» Directions for this task
Work out how many lines of the data below hold the string "exists". Answer with that number alone.

Collected data
↓
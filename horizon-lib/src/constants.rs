// Protocol constants for the Horizon link

use std::time::Duration;

/// Two-byte sync marker that starts every frame
pub const SYNC_MARKER: [u8; 2] = [0xAA, 0x55];

/// Sync marker, command (2 bytes) and length (2 bytes)
pub const FRAME_HEADER_SIZE: usize = 6;

/// Trailing checksum byte
pub const FRAME_TRAILER_SIZE: usize = 1;

/// Header plus trailer, i.e. the size of a frame with an empty payload
pub const FRAME_OVERHEAD: usize = FRAME_HEADER_SIZE + FRAME_TRAILER_SIZE;

/// Largest payload a single frame may carry
pub const MAX_PAYLOAD_SIZE: usize = 512;

/// Largest complete frame on the wire
pub const MAX_FRAME_SIZE: usize = FRAME_OVERHEAD + MAX_PAYLOAD_SIZE;

/// Transfer unit requested from the link during the handshake
pub const DEFAULT_MTU: u16 = 512;

/// Default bound of the notification reassembly buffer
pub const DEFAULT_REASSEMBLY_CAPACITY: usize = 4 * MAX_FRAME_SIZE;

/// Points carried by one line coordinate frame (60 × 8 bytes = 480 bytes)
pub const POINTS_PER_CHUNK: usize = 60;

/// Size of one encoded (azimuth, altitude) pair
pub const POINT_SIZE: usize = 8;

/// Coordinate width announced in the line descriptor (bytes per float)
pub const COORDINATE_WIDTH: u8 = 4;

/// Bytes requested per file read
pub const FILE_READ_CHUNK_SIZE: usize = 480;

/// Bytes carried per file write
pub const FILE_WRITE_CHUNK_SIZE: usize = 256;

/// Attribute bit marking a directory entry
pub const FILE_ATTR_DIRECTORY: u8 = 0x10;

/// Number of azimuth sectors used to bucket points of interest
pub const SECTOR_COUNT: u8 = 32;

/// Width of one azimuth sector in degrees
pub const SECTOR_WIDTH_DEG: f32 = 360.0 / SECTOR_COUNT as f32;

/// Size of the brightness response (16-bit unsigned)
pub const BRIGHTNESS_RECORD_SIZE: usize = 2;

/// Size of the magnetic-field response record
pub const MAGNETIC_FIELD_RECORD_SIZE: usize = 17;

/// Size of the calibration response record
pub const CALIBRATION_RECORD_SIZE: usize = 98;

/// Size of the user configuration response record
pub const USER_CONFIG_RECORD_SIZE: usize = 68;

/// Size of the null-terminated device name field inside the user configuration
pub const DEVICE_NAME_SIZE: usize = 32;

/// Write acknowledgement timeout
pub const DEFAULT_WRITE_TIMEOUT: Duration = Duration::from_millis(3000);

/// Default time to wait for a correlated response
pub const DEFAULT_RESPONSE_TIMEOUT: Duration = Duration::from_millis(3000);

/// Default time allowed for the connect handshake to reach `Ready`
pub const DEFAULT_CONNECT_TIMEOUT: Duration = Duration::from_secs(10);
//! Device file-system protocol.
//!
//! Every operation is one request frame answered by one response frame whose
//! first byte is a status (zero means success).
//!
//! ```text
//! list    →  path | 0x00
//!         ←  status:u8 | count:u16 | count × (size:u32 | attr:u8 | name_len:u8 | name)
//! info    →  path | 0x00
//!         ←  status:u8 [| size:u32 | attr:u8]
//! read    →  offset:u32 | len:u16 | path | 0x00
//!         ←  status:u8 | len:u16 | data
//! write   →  offset:u32 | path_len:u8 | path | data
//!         ←  status:u8
//! delete  →  path | 0x00
//!         ←  status:u8
//! ```

use crate::command::Command;
use crate::constants::*;
use crate::error::LinkError;
use crate::frame::Frame;
use crate::records::null_terminated;
use bytes::{Buf, BufMut, Bytes, BytesMut};
use std::fmt;
use tracing::debug;

#[cfg(feature = "serde")]
use serde::{Deserialize, Serialize};

/// Status byte the device answers with on success
pub const STATUS_OK: u8 = 0;

/// File attribute bits, FAT style.
#[derive(Debug, Clone, Copy, PartialEq, Eq, Default)]
#[cfg_attr(feature = "serde", derive(Serialize, Deserialize))]
pub struct FileAttributes(pub u8);

impl FileAttributes {
    pub const DIRECTORY: FileAttributes = FileAttributes(FILE_ATTR_DIRECTORY);

    pub fn is_dir(self) -> bool {
        self.0 & FILE_ATTR_DIRECTORY != 0
    }

    pub fn bits(self) -> u8 {
        self.0
    }
}

#[derive(Debug, Clone, PartialEq, Eq)]
#[cfg_attr(feature = "serde", derive(Serialize, Deserialize))]
pub struct FileEntry {
    pub name: String,
    pub size: u32,
    pub attributes: FileAttributes,
}

impl FileEntry {
    pub fn is_dir(&self) -> bool {
        self.attributes.is_dir()
    }
}

impl fmt::Display for FileEntry {
    fn fmt(&self, f: &mut fmt::Formatter<'_>) -> fmt::Result {
        if self.is_dir() {
            write!(f, "{:>10}  {}/", "<dir>", self.name)
        } else {
            write!(f, "{:>10}  {}", self.size, self.name)
        }
    }
}

/// Answer to an info request. Size and attributes are only present when the
/// response is long enough to carry them.
#[derive(Debug, Clone, Copy, PartialEq, Eq)]
#[cfg_attr(feature = "serde", derive(Serialize, Deserialize))]
pub struct FileInfo {
    pub status: u8,
    pub size: Option<u32>,
    pub attributes: Option<FileAttributes>,
}

impl FileInfo {
    pub fn exists(&self) -> bool {
        self.status == STATUS_OK
    }
}

/// One chunk returned by a read request
#[derive(Debug, Clone, PartialEq, Eq)]
pub struct ReadChunk {
    pub status: u8,
    pub data: Bytes,
}

fn check_path(path: &str) -> Result<(), LinkError> {
    if path.as_bytes().contains(&0) {
        return Err(LinkError::InvalidArgument(format!(
            "path {path:?} contains a null byte"
        )));
    }
    Ok(())
}

fn put_path(buf: &mut BytesMut, path: &str) {
    buf.put_slice(path.as_bytes());
    buf.put_u8(0);
}

fn path_frame(command: Command, path: &str) -> Result<Frame, LinkError> {
    check_path(path)?;
    let mut buf = BytesMut::with_capacity(path.len() + 1);
    put_path(&mut buf, path);
    Ok(Frame::new(command, buf.freeze())?)
}

pub fn list_request(path: &str) -> Result<Frame, LinkError> {
    path_frame(Command::FileListRequest, path)
}

pub fn info_request(path: &str) -> Result<Frame, LinkError> {
    path_frame(Command::FileInfoRequest, path)
}

pub fn delete_request(path: &str) -> Result<Frame, LinkError> {
    path_frame(Command::FileDeleteRequest, path)
}

pub fn read_request(path: &str, offset: u32, len: u16) -> Result<Frame, LinkError> {
    check_path(path)?;
    let mut buf = BytesMut::with_capacity(6 + path.len() + 1);
    buf.put_u32_le(offset);
    buf.put_u16_le(len);
    put_path(&mut buf, path);
    Ok(Frame::new(Command::FileReadRequest, buf.freeze())?)
}

/// Write request for one chunk. The path is length-prefixed, not terminated.
pub fn write_request(path: &str, offset: u32, data: &[u8]) -> Result<Frame, LinkError> {
    check_path(path)?;
    let path_len = u8::try_from(path.len()).map_err(|_| {
        LinkError::InvalidArgument(format!("path is {} bytes, at most 255 allowed", path.len()))
    })?;
    let mut buf = BytesMut::with_capacity(5 + path.len() + data.len());
    buf.put_u32_le(offset);
    buf.put_u8(path_len);
    buf.put_slice(path.as_bytes());
    buf.put_slice(data);
    Ok(Frame::new(Command::FileWriteRequest, buf.freeze())?)
}

fn short(expected: usize, actual: usize) -> LinkError {
    LinkError::ShortResponse { expected, actual }
}

/// Leading status byte of a write or delete response.
pub fn decode_status(payload: &[u8]) -> Result<u8, LinkError> {
    payload.first().copied().ok_or_else(|| short(1, 0))
}

/// Decode a directory listing. A count that promises more entries than the
/// payload holds yields the entries decoded so far.
pub fn decode_list(payload: &[u8]) -> Result<Vec<FileEntry>, LinkError> {
    if payload.len() < 3 {
        return Err(short(3, payload.len()));
    }
    let mut buf = payload;
    let status = buf.get_u8();
    if status != STATUS_OK {
        return Err(LinkError::DeviceStatus {
            command: Command::FileListResponse,
            status,
        });
    }
    let count = buf.get_u16_le() as usize;
    let mut entries = Vec::with_capacity(count.min(64));
    for _ in 0..count {
        if buf.remaining() < 6 {
            break;
        }
        let size = buf.get_u32_le();
        let attributes = FileAttributes(buf.get_u8());
        let name_len = buf.get_u8() as usize;
        if buf.remaining() < name_len {
            break;
        }
        let name = String::from_utf8_lossy(&buf[..name_len]).into_owned();
        buf.advance(name_len);
        entries.push(FileEntry {
            name,
            size,
            attributes,
        });
    }
    if entries.len() < count {
        debug!(
            declared = count,
            decoded = entries.len(),
            "File list response truncated"
        );
    }
    Ok(entries)
}

pub fn decode_info(payload: &[u8]) -> Result<FileInfo, LinkError> {
    let status = decode_status(payload)?;
    let (size, attributes) = if payload.len() >= 6 {
        let mut rest = &payload[1..];
        (Some(rest.get_u32_le()), Some(FileAttributes(rest.get_u8())))
    } else {
        (None, None)
    };
    Ok(FileInfo {
        status,
        size,
        attributes,
    })
}

/// Decode a read response. A declared length longer than the data present is
/// capped to what arrived.
pub fn decode_read_chunk(payload: &[u8]) -> Result<ReadChunk, LinkError> {
    if payload.len() < 3 {
        return Err(short(3, payload.len()));
    }
    let status = payload[0];
    let declared = u16::from_le_bytes([payload[1], payload[2]]) as usize;
    let available = payload.len() - 3;
    Ok(ReadChunk {
        status,
        data: Bytes::copy_from_slice(&payload[3..3 + declared.min(available)]),
    })
}

/// File-system requests as the device decodes them.
#[derive(Debug, Clone, PartialEq, Eq)]
pub enum FileRequest {
    List { path: String },
    Info { path: String },
    Read { path: String, offset: u32, len: u16 },
    Write { path: String, offset: u32, data: Bytes },
    Delete { path: String },
}

impl TryFrom<&Frame> for FileRequest {
    type Error = LinkError;

    fn try_from(frame: &Frame) -> Result<Self, Self::Error> {
        let payload = &frame.payload;
        let request = match frame.command {
            Command::FileListRequest => FileRequest::List {
                path: null_terminated(payload),
            },
            Command::FileInfoRequest => FileRequest::Info {
                path: null_terminated(payload),
            },
            Command::FileDeleteRequest => FileRequest::Delete {
                path: null_terminated(payload),
            },
            Command::FileReadRequest => {
                if payload.len() < 6 {
                    return Err(short(6, payload.len()));
                }
                let mut buf = &payload[..];
                let offset = buf.get_u32_le();
                let len = buf.get_u16_le();
                FileRequest::Read {
                    path: null_terminated(buf),
                    offset,
                    len,
                }
            }
            Command::FileWriteRequest => {
                if payload.len() < 5 {
                    return Err(short(5, payload.len()));
                }
                let mut buf = payload.clone();
                let offset = buf.get_u32_le();
                let path_len = buf.get_u8() as usize;
                if buf.remaining() < path_len {
                    return Err(short(5 + path_len, payload.len()));
                }
                let path = String::from_utf8_lossy(&buf[..path_len]).into_owned();
                buf.advance(path_len);
                FileRequest::Write {
                    path,
                    offset,
                    data: buf,
                }
            }
            other => {
                return Err(LinkError::InvalidArgument(format!(
                    "{other:?} is not a file-system request"
                )));
            }
        };
        Ok(request)
    }
}

/// Device-side encoders for file-system responses.
pub mod response {
    use super::*;

    pub fn status(command: Command, status: u8) -> Frame {
        Frame {
            command,
            payload: Bytes::copy_from_slice(&[status]),
        }
    }

    /// Listing response. Entries that would overflow a frame are left out and
    /// the count reflects what was written.
    pub fn list(status: u8, entries: &[FileEntry]) -> Frame {
        let mut body = BytesMut::new();
        let mut count: u16 = 0;
        for entry in entries {
            let name = &entry.name.as_bytes()[..entry.name.len().min(u8::MAX as usize)];
            if 3 + body.len() + 6 + name.len() > MAX_PAYLOAD_SIZE {
                break;
            }
            body.put_u32_le(entry.size);
            body.put_u8(entry.attributes.bits());
            body.put_u8(name.len() as u8);
            body.put_slice(name);
            count += 1;
        }
        let mut buf = BytesMut::with_capacity(3 + body.len());
        buf.put_u8(status);
        buf.put_u16_le(count);
        buf.put_slice(&body);
        Frame {
            command: Command::FileListResponse,
            payload: buf.freeze(),
        }
    }

    pub fn info(status: u8, size: u32, attributes: FileAttributes) -> Frame {
        let mut buf = BytesMut::with_capacity(6);
        buf.put_u8(status);
        if status == STATUS_OK {
            buf.put_u32_le(size);
            buf.put_u8(attributes.bits());
        }
        Frame {
            command: Command::FileInfoResponse,
            payload: buf.freeze(),
        }
    }

    pub fn read(status: u8, data: &[u8]) -> Frame {
        let data = &data[..data.len().min(MAX_PAYLOAD_SIZE - 3)];
        let mut buf = BytesMut::with_capacity(3 + data.len());
        buf.put_u8(status);
        buf.put_u16_le(data.len() as u16);
        buf.put_slice(data);
        Frame {
            command: Command::FileReadResponse,
            payload: buf.freeze(),
        }
    }
}

#[cfg(test)]
mod tests {
    use super::*;

    #[test]
    fn test_path_requests() {
        let frame = list_request("/lines").unwrap();
        assert_eq!(frame.command, Command::FileListRequest);
        assert_eq!(frame.payload.as_ref(), b"/lines\0");
        assert_eq!(info_request("a").unwrap().command.id(), 148);
        assert_eq!(delete_request("a").unwrap().command.id(), 146);
        assert!(matches!(
            list_request("bad\0path"),
            Err(LinkError::InvalidArgument(_))
        ));
    }

    #[test]
    fn test_read_request_layout() {
        let frame = read_request("/f.bin", 960, 480).unwrap();
        assert_eq!(
            frame.payload.as_ref(),
            &[0xC0, 0x03, 0, 0, 0xE0, 0x01, b'/', b'f', b'.', b'b', b'i', b'n', 0]
        );
        let decoded = FileRequest::try_from(&frame).unwrap();
        assert_eq!(
            decoded,
            FileRequest::Read {
                path: "/f.bin".into(),
                offset: 960,
                len: 480
            }
        );
    }

    #[test]
    fn test_write_request_layout() {
        let frame = write_request("/x", 256, &[9, 8, 7]).unwrap();
        assert_eq!(frame.payload.as_ref(), &[0, 1, 0, 0, 2, b'/', b'x', 9, 8, 7]);
        assert_eq!(
            FileRequest::try_from(&frame).unwrap(),
            FileRequest::Write {
                path: "/x".into(),
                offset: 256,
                data: Bytes::from_static(&[9, 8, 7])
            }
        );

        let long = "p".repeat(256);
        assert!(matches!(
            write_request(&long, 0, &[]),
            Err(LinkError::InvalidArgument(_))
        ));
        // 255-byte path plus 256 data bytes overflows a frame
        let path = "p".repeat(255);
        assert!(matches!(
            write_request(&path, 0, &[0; 256]),
            Err(LinkError::Frame(_))
        ));
    }

    #[test]
    fn test_decode_list() {
        let entries = vec![
            FileEntry {
                name: "lines".into(),
                size: 0,
                attributes: FileAttributes::DIRECTORY,
            },
            FileEntry {
                name: "poi.bin".into(),
                size: 1234,
                attributes: FileAttributes(0x20),
            },
        ];
        let frame = response::list(STATUS_OK, &entries);
        let decoded = decode_list(&frame.payload).unwrap();
        assert_eq!(decoded, entries);
        assert!(decoded[0].is_dir());
        assert!(!decoded[1].is_dir());
    }

    #[test]
    fn test_decode_list_truncated_returns_prefix() {
        // count says 3, only one full entry and half of the second follow
        let mut payload = vec![0u8, 3, 0];
        payload.extend_from_slice(&10u32.to_le_bytes());
        payload.extend_from_slice(&[0x20, 1, b'a']);
        payload.extend_from_slice(&20u32.to_le_bytes());
        payload.extend_from_slice(&[0x20, 5, b'b', b'c']);
        let entries = decode_list(&payload).unwrap();
        assert_eq!(entries.len(), 1);
        assert_eq!(entries[0].name, "a");
        assert_eq!(entries[0].size, 10);
    }

    #[test]
    fn test_decode_list_errors() {
        assert_eq!(
            decode_list(&[0, 1]),
            Err(LinkError::ShortResponse {
                expected: 3,
                actual: 2
            })
        );
        assert_eq!(
            decode_list(&[4, 0, 0]),
            Err(LinkError::DeviceStatus {
                command: Command::FileListResponse,
                status: 4
            })
        );
    }

    #[test]
    fn test_decode_info() {
        let info = decode_info(&response::info(STATUS_OK, 4096, FileAttributes(0)).payload).unwrap();
        assert!(info.exists());
        assert_eq!(info.size, Some(4096));
        assert_eq!(info.attributes, Some(FileAttributes(0)));

        let missing = decode_info(&[2]).unwrap();
        assert!(!missing.exists());
        assert_eq!(missing.size, None);
        assert!(decode_info(&[]).is_err());
    }

    #[test]
    fn test_decode_read_chunk_caps_length() {
        let chunk = decode_read_chunk(&[0, 10, 0, 1, 2, 3]).unwrap();
        assert_eq!(chunk.status, 0);
        assert_eq!(chunk.data.as_ref(), &[1, 2, 3]);

        let frame = response::read(STATUS_OK, &[5; 480]);
        let chunk = decode_read_chunk(&frame.payload).unwrap();
        assert_eq!(chunk.data.len(), 480);
        assert!(decode_read_chunk(&[0, 1]).is_err());
    }
}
↑
» Result of the task
3